The --bind arguments are needed to explicitly tell Singularity to mount the necessary host directories into the container. The part before the colon is the path on the host machine that you want to make available. The path after the colon is the path inside the container where the host directory should be mounted.

As a default, Singularity often automatically binds your home directory ($HOME) and the current directory ($PWD). We also explicitly bind /mnt/viro0002 in this example. If your input files (reads, reference, databases) or output project directory reside outside these locations, you MUST add specific --bind /host/path:/container/path options for those locations, otherwise the container won’t be able to find them.

Once the setup is completed, move to your newly created project directory with cd, check where you are with pwd.

Next, use the ls command to list the files in the project directory and check if the following files are present: sample.tsv, config.yaml and Snakefile.

  • The sample.tsv should have 9 columns:

    • unique_id: the unique sample name that’s generated based on the barcode directories.
    • sequence_name: the name given to the consensus sequence at the end of the pipeline. It’s generated with the following template: {study_name}_{unique_id}.
    • fastq_path: the location of the raw .fastq.gz files per sample.
    • reference: the location of the reference sequence for the consensus generation.
    • primers: the location of the file containing the primer sequences.
    • primer_reference: the location of the reference sequence for primer trimming.
    • coverage: minimum coverage required.
    • min_length: minimum length required.
    • nextclade_db: path to the nextclade dataset. This column can be empty if you’re not including Nextclade.

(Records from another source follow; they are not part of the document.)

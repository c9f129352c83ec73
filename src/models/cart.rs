//! Cart line model.
//!
//! A cart line carries merchant-defined order attributes. Two of them
//! drive delivery estimation:
//!
//! | Attribute | Content |
//! |-----------|---------|
//! | `_checkoutInfo` | Comma-separated checkout flags (see [`CheckoutFlag`]) |
//! | `_despatchDate` | Required despatch date, `YYYY-MM-DD` |
//!
//! Bundle grouping happens upstream; each bundle part arrives as its own line.

use serde::{Deserialize, Serialize};
use std::collections::HashMap;

/// Attribute holding the comma-separated checkout flags.
pub const CHECKOUT_INFO_KEY: &str = "_checkoutInfo";
/// Attribute holding the line's required despatch date.
pub const DESPATCH_DATE_KEY: &str = "_despatchDate";

/// A recognised checkout flag.
#[derive(Debug, Clone, Copy, PartialEq, Eq, Hash, Serialize, Deserialize)]
pub enum CheckoutFlag {
    /// `isPreorder`
    Preorder,
    /// `isDelayedDespatch` or `delayedDespatch`
    DelayedDespatch,
    /// `isPrescription`
    Prescription,
    /// `litePackagingAvailable`
    LitePackagingAvailable,
    /// `defaultLitePackaging`
    DefaultLitePackaging,
}

impl CheckoutFlag {
    /// Parses one flag token. Unknown tokens yield `None`.
    pub fn parse(token: &str) -> Option<Self> {
        match token.trim() {
            "isPreorder" => Some(Self::Preorder),
            "isDelayedDespatch" | "delayedDespatch" => Some(Self::DelayedDespatch),
            "isPrescription" => Some(Self::Prescription),
            "litePackagingAvailable" => Some(Self::LitePackagingAvailable),
            "defaultLitePackaging" => Some(Self::DefaultLitePackaging),
            _ => None,
        }
    }
}

/// A cart line as seen by the estimator.
#[derive(Debug, Clone, Default, Serialize, Deserialize)]
pub struct CartLine {
    /// Merchant-defined attributes.
    pub attributes: HashMap<String, String>,
}

impl CartLine {
    /// Creates a line with no attributes.
    pub fn new() -> Self {
        Self::default()
    }

    /// Adds an attribute.
    pub fn with_attribute(mut self, key: impl Into<String>, value: impl Into<String>) -> Self {
        self.attributes.insert(key.into(), value.into());
        self
    }

    /// Sets `_checkoutInfo` to the given flags.
    pub fn with_checkout_info(self, flags: &[&str]) -> Self {
        self.with_attribute(CHECKOUT_INFO_KEY, flags.join(","))
    }

    /// Sets `_despatchDate`.
    pub fn with_despatch_date(self, date: impl Into<String>) -> Self {
        self.with_attribute(DESPATCH_DATE_KEY, date)
    }

    /// Attribute value by key.
    pub fn attribute(&self, key: &str) -> Option<&str> {
        self.attributes.get(key).map(String::as_str)
    }

    /// Recognised flags from `_checkoutInfo`.
    pub fn checkout_flags(&self) -> impl Iterator<Item = CheckoutFlag> + '_ {
        self.attribute(CHECKOUT_INFO_KEY)
            .unwrap_or_default()
            .split(',')
            .filter_map(CheckoutFlag::parse)
    }

    /// Raw `_despatchDate`, if present and non-blank.
    pub fn despatch_date(&self) -> Option<&str> {
        self.attribute(DESPATCH_DATE_KEY)
            .map(str::trim)
            .filter(|v| !v.is_empty())
    }
}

  • The config.yaml determines if the SARS_CoV_2 section of the workflow is enabled and the amount of default threads to use.

  • The Snakefile is the “recipe” for the workflow, describing all the steps we have done by hand, and it is most commonly placed in the root directory of your project (you can open the Snakefile with a text editor and have a look).

6.2 Running the workflow

After setting everything up, we can redo the analysis for all samples in a single step. First we will test out a dry run to see if any errors appear. A dry run will not execute any of the commands but will instead display what would be done. This will help identify any errors in the Snakemake file.

Run inside of your project directory:

singularity exec \
  --bind /mnt/viro0002:/mnt/viro0002 \
  --bind $HOME:$HOME \
  --bind $PWD:$PWD \
  naam_workflow.sif \
  snakemake --snakefile Snakefile \
  --cores {threads} \
  --dryrun

If no errors appear, then remove the --dryrun argument and run it again to fully execute the workflow.